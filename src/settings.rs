//! Player preferences
//!
//! Kept separate from [`crate::Tuning`]: settings only change how much
//! cosmetic feedback is produced, never the gameplay outcome.

use std::path::Path;

use serde::{Deserialize, Serialize};

use crate::error::Result;

/// Quality preset levels
#[derive(Debug, Clone, Copy, PartialEq, Eq, Serialize, Deserialize, Default)]
pub enum QualityPreset {
    Low,
    #[default]
    Medium,
    High,
}

impl QualityPreset {
    pub fn as_str(&self) -> &'static str {
        match self {
            QualityPreset::Low => "Low",
            QualityPreset::Medium => "Medium",
            QualityPreset::High => "High",
        }
    }

    pub fn parse(s: &str) -> Option<Self> {
        match s.to_lowercase().as_str() {
            "low" => Some(QualityPreset::Low),
            "medium" | "med" => Some(QualityPreset::Medium),
            "high" => Some(QualityPreset::High),
            _ => None,
        }
    }

    /// Maximum live particles for this preset
    pub fn max_particles(&self) -> usize {
        match self {
            QualityPreset::Low => 64,
            QualityPreset::Medium => 256,
            QualityPreset::High => 1024,
        }
    }
}

/// Session preferences
#[derive(Debug, Clone, PartialEq, Serialize, Deserialize)]
#[serde(default)]
pub struct Settings {
    /// Graphics quality preset
    pub quality: QualityPreset,
    /// Disable to turn off particle feedback entirely
    pub particles: bool,
    /// Fixed run seed (random per session when absent)
    pub seed: Option<u64>,
}

impl Default for Settings {
    fn default() -> Self {
        Self {
            quality: QualityPreset::Medium,
            particles: true,
            seed: None,
        }
    }
}

impl Settings {
    pub fn new() -> Self {
        Self::default()
    }

    /// Create settings from a quality preset
    pub fn from_preset(preset: QualityPreset) -> Self {
        Self {
            quality: preset,
            ..Self::new()
        }
    }

    /// Effective particle count cap
    pub fn max_particles(&self) -> usize {
        if !self.particles {
            0
        } else {
            self.quality.max_particles()
        }
    }

    /// Load settings from a JSON file, falling back to defaults
    pub fn load_or_default(path: impl AsRef<Path>) -> Self {
        let path = path.as_ref();
        match Self::load(path) {
            Ok(settings) => {
                log::info!("Loaded settings from {}", path.display());
                settings
            }
            Err(e) => {
                log::warn!("Using default settings ({}): {}", path.display(), e);
                Self::new()
            }
        }
    }

    /// Load settings from a JSON file
    pub fn load(path: impl AsRef<Path>) -> Result<Self> {
        let json = std::fs::read_to_string(path)?;
        Ok(serde_json::from_str(&json)?)
    }

    /// Save settings as pretty JSON
    pub fn save(&self, path: impl AsRef<Path>) -> Result<()> {
        let json = serde_json::to_string_pretty(self)?;
        std::fs::write(path, json)?;
        log::info!("Settings saved");
        Ok(())
    }
}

> _Exercise description_:
Reproduce the material exactly, with every line intact.

> _The completed task_:
filename src/settings.rs
//! Player preferences
//!
//! Kept separate from [`crate::Tuning`]: settings only change how much
//! cosmetic feedback is produced, never the gameplay outcome.

use std::path::Path;

use serde::{Deserialize, Serialize};

use crate::error::Result;

/// Quality preset levels
#[derive(Debug, Clone, Copy, PartialEq, Eq, Serialize, Deserialize, Default)]
pub enum QualityPreset {
    Low,
    #[default]
    Medium,
    High,
}

impl QualityPreset {
    pub fn as_str(&self) -> &'static str {
        match self {
            QualityPreset::Low => "Low",
            QualityPreset::Medium => "Medium",
            QualityPreset::High => "High",
        }
    }

    pub fn parse(s: &str) -> Option<Self> {
        match s.to_lowercase().as_str() {
            "low" => Some(QualityPreset::Low),
            "medium" | "med" => Some(QualityPreset::Medium),
            "high" => Some(QualityPreset::High),
            _ => None,
        }
    }

    /// Maximum live particles for this preset
    pub fn max_particles(&self) -> usize {
        match self {
            QualityPreset::Low => 64,
            QualityPreset::Medium => 256,
            QualityPreset::High => 1024,
        }
    }
}

/// Session preferences
#[derive(Debug, Clone, PartialEq, Serialize, Deserialize)]
#[serde(default)]
pub struct Settings {
    /// Graphics quality preset
    pub quality: QualityPreset,
    /// Disable to turn off particle feedback entirely
    pub particles: bool,
    /// Fixed run seed (random per session when absent)
    pub seed: Option<u64>,
}

impl Default for Settings {
    fn default() -> Self {
        Self {
            quality: QualityPreset::Medium,
            particles: true,
            seed: None,
        }
    }
}

impl Settings {
    pub fn new() -> Self {
        Self::default()
    }

    /// Create settings from a quality preset
    pub fn from_preset(preset: QualityPreset) -> Self {
        Self {
            quality: preset,
            ..Self::new()
        }
    }

    /// Effective particle count cap
    pub fn max_particles(&self) -> usize {
        if !self.particles {
            0
        } else {
            self.quality.max_particles()
        }
    }

    /// Load settings from a JSON file, falling back to defaults
    pub fn load_or_default(path: impl AsRef<Path>) -> Self {
        let path = path.as_ref();
        match Self::load(path) {
            Ok(settings) => {
                log::info!("Loaded settings from {}", path.display());
                settings
            }
            Err(e) => {
                log::warn!("Using default settings ({}): {}", path.display(), e);
                Self::new()
            }
        }
    }

    /// Load settings from a JSON file
    pub fn load(path: impl AsRef<Path>) -> Result<Self> {
        let json = std::fs::read_to_string(path)?;
        Ok(serde_json::from_str(&json)?)
    }

    /// Save settings as pretty JSON
    pub fn save(&self, path: impl AsRef<Path>) -> Result<()> {
        let json = serde_json::to_string_pretty(self)?;
        std::fs::write(path, json)?;
        log::info!("Settings saved");
        Ok(())
    }
}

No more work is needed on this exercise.